A major part of the mutagenic and carcinogenic properties of sunlight has been attributed to UV rays. UV radiation in the middle-wavelength range between 290 and 320 nm (UVB) represents one of the most relevant environmental dangers because of its hazardous effects. Like other adverse agents (alkylating chemicals, oxidants), UVB induces apoptosis in mammalian cells. Elucidation of the underlying molecular mechanisms is of primary importance for the understanding of how UVB can damage cells. To exert its biological effects, UVB must be first absorbed by a cellular chromophore, which transfers the energy into a biochemical signal. DNA damage is regarded as an important reservoir for transferring the biochemical signals of UVB. We have examined the signal mechanism of UVB induced apoptosis in bone marrow derived macrophages.

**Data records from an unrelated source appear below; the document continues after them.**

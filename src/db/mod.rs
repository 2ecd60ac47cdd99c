use crate::config::DatabaseConfig;
use crate::error::Error;
use anyhow::Result;
use sqlx::{postgres::PgPoolOptions, PgPool};
use std::sync::Arc;
use std::time::Duration;
use tracing::{error, info};

pub mod models;
pub mod repositories;

pub static MIGRATOR: sqlx::migrate::Migrator = sqlx::migrate!("./migrations");

/// Database service for handling connections and migrations
pub struct DatabaseService {
    pub pool: Arc<PgPool>,
}

impl DatabaseService {
    /// Create a new database service
    pub async fn new(config: &DatabaseConfig) -> Result<Self> {
        info!("Initializing Database service");

        let pool = PgPoolOptions::new()
            .max_connections(config.max_connections)
            .acquire_timeout(Duration::from_secs(5))
            .connect(&config.url)
            .await
            .map_err(|e| Error::Database(format!("Failed to connect to database: {}", e)))?;

        info!("Connected to PostgreSQL database");

        let service = Self {
            pool: Arc::new(pool),
        };

        // Run migrations if configured
        if config.auto_migrate {
            service.run_migrations().await?;
        }

        Ok(service)
    }

    /// Run database migrations
    pub async fn run_migrations(&self) -> Result<()> {
        info!("Running database migrations");

        MIGRATOR
            .run(&*self.pool)
            .await
            .map_err(|e| Error::Database(format!("Failed to run migrations: {}", e)))?;

        info!("Database migrations completed successfully");

        Ok(())
    }

    /// Health check for database
    pub async fn health_check(&self) -> Result<bool> {
        match sqlx::query("SELECT 1").execute(&*self.pool).await {
            Ok(_) => Ok(true),
            Err(e) => {
                error!("Database health check failed: {}", e);
                Ok(false)
            }
        }
    }

    /// Close the connection pool, waiting for in-flight queries to finish.
    pub async fn close(&self) {
        info!("Closing database connection pool");
        self.pool.close().await;
    }
}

Macrophages exposed to 50 mJ/cm(2) doses and above of UVB irradiation showed the morphological characteristics of apoptotic cells, and electrophoresis of DNA isolated from these cells showed characteristic fragmentation. The DNA fragmentation induced in macrophages with 50 mJ/cm(2) UVB exposure appeared to be sufficient for activating p53, Bax, Caspase-3 and PARP cleavage. This study provides evidence that UVB can cause the apoptosis in bone marrow derived macrophages induced by DNA damage providing an useful experimental model for research and investigational purposes.